WORK TASK:
Your task is to print every entry below exactly as given.

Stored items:
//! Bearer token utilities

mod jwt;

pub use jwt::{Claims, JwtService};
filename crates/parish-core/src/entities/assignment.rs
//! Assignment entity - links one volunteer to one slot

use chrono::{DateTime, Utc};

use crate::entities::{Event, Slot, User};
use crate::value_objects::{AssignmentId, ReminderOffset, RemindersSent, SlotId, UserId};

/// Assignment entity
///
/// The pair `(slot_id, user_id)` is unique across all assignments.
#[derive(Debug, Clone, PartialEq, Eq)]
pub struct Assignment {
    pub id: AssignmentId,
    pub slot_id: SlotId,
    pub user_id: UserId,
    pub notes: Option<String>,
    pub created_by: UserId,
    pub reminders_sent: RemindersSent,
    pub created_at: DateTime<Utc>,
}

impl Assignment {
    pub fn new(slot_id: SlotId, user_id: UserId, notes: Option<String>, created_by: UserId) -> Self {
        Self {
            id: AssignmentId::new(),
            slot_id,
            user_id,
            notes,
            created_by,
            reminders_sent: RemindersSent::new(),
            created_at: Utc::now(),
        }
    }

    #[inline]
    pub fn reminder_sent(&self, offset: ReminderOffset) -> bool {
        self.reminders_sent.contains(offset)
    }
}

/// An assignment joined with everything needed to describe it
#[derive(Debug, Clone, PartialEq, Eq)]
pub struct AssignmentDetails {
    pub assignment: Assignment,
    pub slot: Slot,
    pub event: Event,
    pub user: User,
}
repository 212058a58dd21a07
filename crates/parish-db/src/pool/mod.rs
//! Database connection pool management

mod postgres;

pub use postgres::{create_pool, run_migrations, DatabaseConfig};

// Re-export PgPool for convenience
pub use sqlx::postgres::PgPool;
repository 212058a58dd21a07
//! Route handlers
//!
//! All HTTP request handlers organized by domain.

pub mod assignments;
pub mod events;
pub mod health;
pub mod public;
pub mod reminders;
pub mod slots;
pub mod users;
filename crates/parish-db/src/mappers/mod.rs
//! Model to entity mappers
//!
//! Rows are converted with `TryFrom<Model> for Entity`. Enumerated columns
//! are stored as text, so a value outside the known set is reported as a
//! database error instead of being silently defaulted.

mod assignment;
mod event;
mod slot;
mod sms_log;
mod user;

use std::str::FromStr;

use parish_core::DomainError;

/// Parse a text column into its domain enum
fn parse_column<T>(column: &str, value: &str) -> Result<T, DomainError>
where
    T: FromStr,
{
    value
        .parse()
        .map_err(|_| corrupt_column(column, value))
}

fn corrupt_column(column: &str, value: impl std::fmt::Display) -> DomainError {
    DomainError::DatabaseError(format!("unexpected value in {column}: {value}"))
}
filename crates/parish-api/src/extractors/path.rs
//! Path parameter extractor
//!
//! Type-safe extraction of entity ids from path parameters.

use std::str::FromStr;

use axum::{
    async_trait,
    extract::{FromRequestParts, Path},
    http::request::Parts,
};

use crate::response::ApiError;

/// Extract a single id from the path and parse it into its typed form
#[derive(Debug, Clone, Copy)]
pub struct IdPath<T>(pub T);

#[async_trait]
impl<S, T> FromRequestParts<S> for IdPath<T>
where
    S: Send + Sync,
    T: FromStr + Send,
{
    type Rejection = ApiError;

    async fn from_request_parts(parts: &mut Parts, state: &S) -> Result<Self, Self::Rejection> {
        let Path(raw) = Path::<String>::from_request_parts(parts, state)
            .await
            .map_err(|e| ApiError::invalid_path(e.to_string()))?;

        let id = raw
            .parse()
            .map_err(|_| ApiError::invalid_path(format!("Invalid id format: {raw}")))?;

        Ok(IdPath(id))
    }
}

REPLY:
//! Bearer token utilities

mod jwt;

pub use jwt::{Claims, JwtService};
filename crates/parish-core/src/entities/assignment.rs
//! Assignment entity - links one volunteer to one slot

use chrono::{DateTime, Utc};

use crate::entities::{Event, Slot, User};
use crate::value_objects::{AssignmentId, ReminderOffset, RemindersSent, SlotId, UserId};

/// Assignment entity
///
/// The pair `(slot_id, user_id)` is unique across all assignments.
#[derive(Debug, Clone, PartialEq, Eq)]
pub struct Assignment {
    pub id: AssignmentId,
    pub slot_id: SlotId,
    pub user_id: UserId,
    pub notes: Option<String>,
    pub created_by: UserId,
    pub reminders_sent: RemindersSent,
    pub created_at: DateTime<Utc>,
}

impl Assignment {
    pub fn new(slot_id: SlotId, user_id: UserId, notes: Option<String>, created_by: UserId) -> Self {
        Self {
            id: AssignmentId::new(),
            slot_id,
            user_id,
            notes,
            created_by,
            reminders_sent: RemindersSent::new(),
            created_at: Utc::now(),
        }
    }

    #[inline]
    pub fn reminder_sent(&self, offset: ReminderOffset) -> bool {
        self.reminders_sent.contains(offset)
    }
}

/// An assignment joined with everything needed to describe it
#[derive(Debug, Clone, PartialEq, Eq)]
pub struct AssignmentDetails {
    pub assignment: Assignment,
    pub slot: Slot,
    pub event: Event,
    pub user: User,
}
repository 212058a58dd21a07
filename crates/parish-db/src/pool/mod.rs
//! Database connection pool management

mod postgres;

pub use postgres::{create_pool, run_migrations, DatabaseConfig};

// Re-export PgPool for convenience
pub use sqlx::postgres::PgPool;
repository 212058a58dd21a07
//! Route handlers
//!
//! All HTTP request handlers organized by domain.

pub mod assignments;
pub mod events;
pub mod health;
pub mod public;
pub mod reminders;
pub mod slots;
pub mod users;
filename crates/parish-db/src/mappers/mod.rs
//! Model to entity mappers
//!
//! Rows are converted with `TryFrom<Model> for Entity`. Enumerated columns
//! are stored as text, so a value outside the known set is reported as a
//! database error instead of being silently defaulted.

mod assignment;
mod event;
mod slot;
mod sms_log;
mod user;

use std::str::FromStr;

use parish_core::DomainError;

/// Parse a text column into its domain enum
fn parse_column<T>(column: &str, value: &str) -> Result<T, DomainError>
where
    T: FromStr,
{
    value
        .parse()
        .map_err(|_| corrupt_column(column, value))
}

fn corrupt_column(column: &str, value: impl std::fmt::Display) -> DomainError {
    DomainError::DatabaseError(format!("unexpected value in {column}: {value}"))
}
filename crates/parish-api/src/extractors/path.rs
//! Path parameter extractor
//!
//! Type-safe extraction of entity ids from path parameters.

use std::str::FromStr;

use axum::{
    async_trait,
    extract::{FromRequestParts, Path},
    http::request::Parts,
};

use crate::response::ApiError;

/// Extract a single id from the path and parse it into its typed form
#[derive(Debug, Clone, Copy)]
pub struct IdPath<T>(pub T);

#[async_trait]
impl<S, T> FromRequestParts<S> for IdPath<T>
where
    S: Send + Sync,
    T: FromStr + Send,
{
    type Rejection = ApiError;

    async fn from_request_parts(parts: &mut Parts, state: &S) -> Result<Self, Self::Rejection> {
        let Path(raw) = Path::<String>::from_request_parts(parts, state)
            .await
            .map_err(|e| ApiError::invalid_path(e.to_string()))?;

        let id = raw
            .parse()
            .map_err(|_| ApiError::invalid_path(format!("Invalid id format: {raw}")))?;

        Ok(IdPath(id))
    }
}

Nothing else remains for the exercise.